---- Records provided
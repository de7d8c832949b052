use std::{
    collections::BTreeMap,
    sync::{Arc, Mutex, PoisonError, Weak},
    time::{Duration, Instant},
};

use rustc_hash::{FxHashMap, FxHashSet};
use serde::{Deserialize, Serialize};
use tevm_common::{
    Address, H256, U256,
    types::{AccountState, Block, ChainConfig, Transaction},
};
use tevm_vm::DEFAULT_BLOCK_GAS_LIMIT;
use tracing::{debug, trace};

use crate::{error::MempoolError, payload::TransactionQueue};

/// Admission limits of the transaction pool.
#[derive(Debug, Clone, PartialEq, Eq, Serialize, Deserialize)]
#[serde(rename_all = "camelCase", default)]
pub struct TxPoolConfig {
    /// Minimum increase, in percent, of every fee field of a replacement
    pub min_gas_price_bump_percent: u64,
    /// Minimum tip (gas price for legacy transactions) in wei
    pub min_gas_price: u64,
    pub max_pool_size: usize,
    pub max_txs_per_account: usize,
    pub max_tx_data_size: usize,
    /// Pooled transactions older than this are evicted by `cleanup`
    pub tx_lifetime_secs: u64,
    /// How long the status of a handled transaction is remembered
    pub handled_lifetime_secs: u64,
}

impl Default for TxPoolConfig {
    fn default() -> Self {
        Self {
            min_gas_price_bump_percent: 10,
            min_gas_price: 100_000_000,
            max_pool_size: 5000,
            max_txs_per_account: 100,
            max_tx_data_size: 128 * 1024,
            tx_lifetime_secs: 20 * 60,
            handled_lifetime_secs: 60 * 60,
        }
    }
}

#[derive(Debug, Clone, PartialEq, Eq)]
pub struct MempoolTransaction {
    transaction: Transaction,
    sender: Address,
    hash: H256,
    // Insertion order, breaks ties between equally priced transactions
    seq: u64,
    added: Instant,
    skip_balance: bool,
}

impl MempoolTransaction {
    pub fn transaction(&self) -> &Transaction {
        &self.transaction
    }

    pub fn sender(&self) -> Address {
        self.sender
    }

    pub fn hash(&self) -> H256 {
        self.hash
    }

    pub fn seq(&self) -> u64 {
        self.seq
    }

    /// Admitted without a balance check, so it is also executed without one.
    pub fn skips_balance(&self) -> bool {
        self.skip_balance
    }

    /// Most the transaction can take from its sender: value, gas at the fee
    /// cap and blob gas at the blob fee cap. Saturates at `U256::MAX`.
    fn reserved_balance(&self) -> U256 {
        if self.skip_balance {
            return U256::zero();
        }
        self.transaction.max_cost().unwrap_or(U256::MAX)
    }
}

impl std::ops::Deref for MempoolTransaction {
    type Target = Transaction;

    fn deref(&self) -> &Self::Target {
        &self.transaction
    }
}

impl From<MempoolTransaction> for Transaction {
    fn from(val: MempoolTransaction) -> Self {
        val.transaction
    }
}

/// Pooled transactions of one sender keyed by nonce.
#[derive(Debug, Clone, Default)]
struct SenderQueue {
    /// Latest known account nonce
    nonce: u64,
    txs: BTreeMap<u64, MempoolTransaction>,
}

impl SenderQueue {
    /// Transactions whose nonces run without gaps from the account nonce.
    fn pending(&self) -> impl Iterator<Item = &MempoolTransaction> {
        self.txs
            .range(self.nonce..)
            .zip(self.nonce..)
            .take_while(|((nonce, _), expected)| *nonce == expected)
            .map(|((_, tx), _)| tx)
    }
}

#[derive(Debug, Clone, Copy, PartialEq, Eq)]
pub enum TxStatus {
    Pending,
    Mined,
    Unknown,
}

#[derive(Debug, Clone, Copy, PartialEq, Eq)]
pub enum TxPoolEvent {
    TxAdded(H256),
    TxRemoved(H256),
}

type Listener = Arc<dyn Fn(&TxPoolEvent) + Send + Sync>;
--------
_How to complete this task_: In the material above, how many lines include the word "Serialize"? State that number alone.

_Finished task_: 2